Parkinson’s disease (PD) is a heterogeneous multifactorial disorder and, during the last years, new scientific evidence has supported this concept. The principal hallmarks of PD are the loss of dopaminergic neurons in the substantia nigra pars compacta and the aggregation of misfolded alpha-synuclein (α-syn). In particular, α-syn is receiving great attention for its key role in PD neuropathology. Both genetic mutations and post-translational modifications (i.e., α-syn phosphorylation) can induce protein misfolding. An abnormal accumulation of this misfolded α-syn crushes both the ubiquitin-proteosome and autophagy systems, which are involved in protein clearance. As a result, α-syn aggregation leads to neuronal dysfunction and neurodegeneration. Along with this pathological condition, dysregulated mitochondrial activity, reactive oxygen species production, oxidative stress, and blood-brain barrier alteration, are typical features of neurological disorders such as PD. In addition, neuroinflammatory processes are critical for PD pathogenesis and strictly interconnected to α-syn pathology.

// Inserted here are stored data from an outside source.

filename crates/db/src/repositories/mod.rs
//! Repository layer.
//!
//! Each repository is a zero-sized struct providing async methods that
//! accept `&PgPool` as the first argument.

pub mod event_repo;
pub mod notification_repo;
pub mod user_repo;

pub use event_repo::EventRepo;
pub use notification_repo::NotificationRepo;
pub use user_repo::UserRepo;
//! Authentication primitives.
//!
//! - [`jwt`] -- JWT access-token validation (and generation for callers
//!   that sit in front of this service, such as tests).

pub mod jwt;
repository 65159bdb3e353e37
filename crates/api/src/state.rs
use std::sync::Arc;

use openmic_booking::BookingServices;

use crate::config::ServerConfig;

/// Shared application state available to all Axum handlers via `State<AppState>`.
///
/// Cheaply cloneable: the services only hold `Arc`s to the stores.
#[derive(Clone)]
pub struct AppState {
    /// Booking services wired to the entity and blob stores.
    pub services: BookingServices,
    /// Server configuration (JWT settings are read by the auth extractor).
    pub config: Arc<ServerConfig>,
}
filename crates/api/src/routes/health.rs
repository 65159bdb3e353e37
use axum::{routing::get, Json, Router};
use serde::Serialize;

use crate::state::AppState;

#[derive(Serialize)]
struct HealthResponse {
    status: &'static str,
    version: &'static str,
}

async fn health_check() -> Json<HealthResponse> {
    Json(HealthResponse {
        status: "ok",
        version: env!("CARGO_PKG_VERSION"),
    })
}

pub fn router() -> Router<AppState> {
    Router::new().route("/health", get(health_check))
}
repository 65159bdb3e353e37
pub mod events;
pub mod health;
pub mod notifications;
pub mod users;

use axum::Router;

use crate::state::AppState;

/// Build the `/api/v1` route tree.
///
/// ```text
/// /events                                   list, create
/// /events/{id}                              get, update, delete (host)
/// /events/{id}/image                        replace image (host)
/// /events/{id}/attend                       RSVP, cancel RSVP
/// /events/{event_id}/slots/{slot_id}        book, release (comedian)
///
/// /users/me                                 profile, update profile
/// /users/me/notification-preferences        update (comedian)
/// /users/me/reconcile                       rebuild back-references
///
/// /notifications                            list
/// /notifications/unread-count               count
/// /notifications/read-all                   mark all read
/// /notifications/{id}/read                  mark one read
/// /notifications/{id}                       delete
/// ```
pub fn api_routes() -> Router<AppState> {
    Router::new()
        .nest("/events", events::router())
        .nest("/users", users::router())
        .nest("/notifications", notifications::router())
}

According to this, neuroinflammation could be considered as a potential early drug target.
The primary hallmark of PD is α-syn, one of the main components of Lewy bodies. Cardinale et al. (2021) have shown how mapping the journey of α-syn and its region-dependent effects is one of the stumbling blocks that researchers have encountered over the years to explain if neurodegeneration is closely intertwined with α-syn misfolded forms.
The spreading of misfolded α-syn through the brain depends on disease progression (Braak et al., 2003). α-syn is highly expressed in the substantia nigra pars compacta and other regions affected by PD (Calabresi et al., 2014). In the normal brain of a rhesus monkey, α-syn is largely distributed in the whole brain; in particular, the substantia nigra, the hippocampus, and the neocortex express high α-syn levels and they are also notably vulnerable during the progression of idiopathic PD (Yang et al., 2021).

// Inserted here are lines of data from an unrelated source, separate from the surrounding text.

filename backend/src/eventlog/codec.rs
use crate::domain::Order;
use crate::error::AppError;

/// Schema version tag written on every new event.
pub const SCHEMA_V1: u8 = 1;

/// Encodes an order using the versioned binary schema (bincode). This is
/// the only encoding new producers may emit.
pub fn encode_v1(order: &Order) -> Result<Vec<u8>, AppError> {
    bincode::serialize(&(SCHEMA_V1, order))
        .map_err(|e| AppError::DataCorrupted(format!("encode failure: {e}")))
}

/// Decodes an event, preferring the versioned binary schema and falling
/// back to the legacy JSON-textual schema only on binary decode failure.
pub fn decode(bytes: &[u8]) -> Result<Order, AppError> {
    if let Ok((version, order)) = bincode::deserialize::<(u8, Order)>(bytes) {
        if version == SCHEMA_V1 {
            return Ok(order);
        }
    }
    decode_legacy_textual(bytes)
}

/// Legacy producers emitted plain JSON with no version tag. Recognised on
/// read only; never emitted by this crate.
fn decode_legacy_textual(bytes: &[u8]) -> Result<Order, AppError> {
    serde_json::from_slice::<Order>(bytes)
        .map_err(|e| AppError::DataCorrupted(format!("legacy decode failure: {e}")))
}

/// Re-encodes a legacy-decoded order as v1, used by the round-trip
/// property that legacy decode + re-encode yields v1 without loss.
pub fn reencode_as_v1(bytes: &[u8]) -> Result<Vec<u8>, AppError> {
    let order = decode_legacy_textual(bytes)?;
    encode_v1(&order)
}

/// Stable partition hash of an order id, so every
/// order maps to exactly one partition and partition-local ordering holds.
pub fn partition_for(id: &uuid::Uuid, partition_count: i32) -> i32 {
    if partition_count <= 0 {
        return 0;
    }
    let bytes = id.as_bytes();
    let mut hash: u64 = 1469598103934665603; // FNV-1a offset basis
    for b in bytes {
        hash ^= *b as u64;
        hash = hash.wrapping_mul(1099511628211);
    }
    (hash % partition_count as u64) as i32
}

#[cfg(test)]
mod tests {
    use super::*;
    use crate::domain::order::{Customer, LineItem, OrderStatus};
    use chrono::Utc;
    use uuid::Uuid;

    fn sample_order() -> Order {
        Order {
            id: Uuid::new_v4(),
            display_id: "0001".into(),
            items: vec![LineItem {
                sku: "margherita".into(),
                quantity: 2,
                unit_price: 1200,
                extras: vec!["extra_cheese".into()],
                pizza_price: 1000,
                extras_price: 200,
            }],
            total_price: 2400,
            final_price: 2400,
            is_pickup: true,
            customer: Customer {
                phone: "15551234567".into(),
                first_name: "Ada".into(),
                last_name: "Lovelace".into(),
                delivery_address: None,
            },
            created_at: Utc::now(),
            visible_at: Utc::now(),
            slot_id: "20260301T0900".into(),
            slot_start: Utc::now(),
            status: OrderStatus::Pending,
        }
    }

    #[test]
    fn round_trips_through_v1_schema() {
        let order = sample_order();
        let bytes = encode_v1(&order).unwrap();
        let decoded = decode(&bytes).unwrap();
        assert_eq!(decoded.id, order.id);
        assert_eq!(decoded.final_price, order.final_price);
        assert_eq!(decoded.items.len(), order.items.len());
    }

    #[test]
    fn legacy_textual_decodes_and_reencodes_without_loss() {
        let order = sample_order();
        let legacy_bytes = serde_json::to_vec(&order).unwrap();

        let decoded = decode(&legacy_bytes).unwrap();
        assert_eq!(decoded.id, order.id);

        let reencoded = reencode_as_v1(&legacy_bytes).unwrap();
        let redecoded = decode(&reencoded).unwrap();
        assert_eq!(redecoded.id, order.id);
        assert_eq!(redecoded.final_price, order.final_price);
    }

    #[test]
    fn garbage_bytes_report_data_corrupted() {
        let err = decode(b"\x00\x01not a valid payload at all").unwrap_err();
        assert!(matches!(err, AppError::DataCorrupted(_)));
    }

    #[test]
    fn partition_is_stable_for_the_same_id() {
        let id = Uuid::new_v4();
        assert_eq!(partition_for(&id, 12), partition_for(&id, 12));
    }
}

#[cfg(test)]
mod proptests {
    use super::*;
    use crate::domain::order::{Customer, LineItem, OrderStatus};
    use chrono::{TimeZone, Utc};
    use proptest::prelude::*;

    fn order_with(sku: String, quantity: u32, final_price: i64, is_pickup: bool, phone: String) -> Order {
        let created_at = Utc.with_ymd_and_hms(2026, 3, 1, 9, 0, 0).unwrap();
        Order {
            id: Uuid::new_v4(),
            display_id: "0001".into(),
            items: vec![LineItem {
                sku,
                quantity,
                unit_price: final_price,
                extras: vec![],
                pizza_price: final_price,
                extras_price: 0,
            }],
            total_price: final_price,
            final_price,
            is_pickup,
            customer: Customer {
                phone,
                first_name: "Ada".into(),
                last_name: "Lovelace".into(),
                delivery_address: None,
            },
            created_at,
            visible_at: created_at,
            slot_id: "20260301T0900".into(),
            slot_start: created_at,
            status: OrderStatus::Pending,
        }
    }

    // Round-trip law: encoding with the versioned binary schema and
    // decoding it back is lossless for every order, not just the one
    // example fixture above.
    proptest! {
        #![proptest_config(ProptestConfig::with_cases(256))]
        #[test]
        fn v1_round_trip_is_lossless(
            sku in "[a-z_]{1,20}",
            quantity in 1..20u32,
            final_price in 0..1_000_000i64,
            is_pickup in any::<bool>(),
            phone in "[0-9]{7,15}",
        ) {
            let order = order_with(sku.clone(), quantity, final_price, is_pickup, phone.clone());
            let bytes = encode_v1(&order).unwrap();
            let decoded = decode(&bytes).unwrap();

            prop_assert_eq!(decoded.id, order.id);
            prop_assert_eq!(decoded.final_price, order.final_price);
            prop_assert_eq!(decoded.is_pickup, order.is_pickup);
            prop_assert_eq!(decoded.customer.phone, order.customer.phone);
            prop_assert_eq!(decoded.items.len(), order.items.len());
            prop_assert_eq!(decoded.items[0].sku.clone(), sku);
            prop_assert_eq!(decoded.items[0].quantity, quantity);
        }

        // Legacy JSON decode, then re-encode as v1, then decode again:
        // the same law holds through the legacy fallback path.
        #[test]
        fn legacy_decode_then_reencode_round_trips(
            sku in "[a-z_]{1,20}",
            quantity in 1..20u32,
            final_price in 0..1_000_000i64,
        ) {
            let order = order_with(sku.clone(), quantity, final_price, true, "15551234567".into());
            let legacy_bytes = serde_json::to_vec(&order).unwrap();

            let reencoded = reencode_as_v1(&legacy_bytes).unwrap();
            let decoded = decode(&reencoded).unwrap();

            prop_assert_eq!(decoded.id, order.id);
            prop_assert_eq!(decoded.final_price, final_price);
            prop_assert_eq!(decoded.items[0].quantity, quantity);
        }
    }
}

The topic concerning the role of the different species of α-syn also seems to be rather controversial. The toxicity of α-syn is associated with its oligomeric and protofibrillar forms (Bras et al., 2020). On the other hand, there is controversial evidence of the physiological α-syn monomer role in the presynaptic vesicle formation mediated by soluble N-ethylmaleimide-sensitive fusion protein attachment protein receptor (SNARE) complex and neurotransmission (Calo et al., 2021).
The molecular mechanisms underlying how α-syn oligomers drive the death of neurons remain unclear. Yoo et al. (2021) recently proposed an interesting and original question: can the physiological function of monomers and the toxicity of oligomers influence synaptic transmission in a correlative way? As other studies report, both monomers and oligomers to combine inhibit SNARE-mediated vesicle fusion. Yoo et al. (2021) have shown that the low concentration of oligomers, together with abundant monomers at the presynaptic terminals, can inhibit vesicle fusion efficiently. This ambitious work sets new prospects no longer directed to the singular study of a specific form of pathological α-syn. Therefore, it seems necessary not to exclude any factor to investigate what may occur during their interactions, in order to understand the pathology generated by α-syn oligomers and to develop improved therapeutic strategies.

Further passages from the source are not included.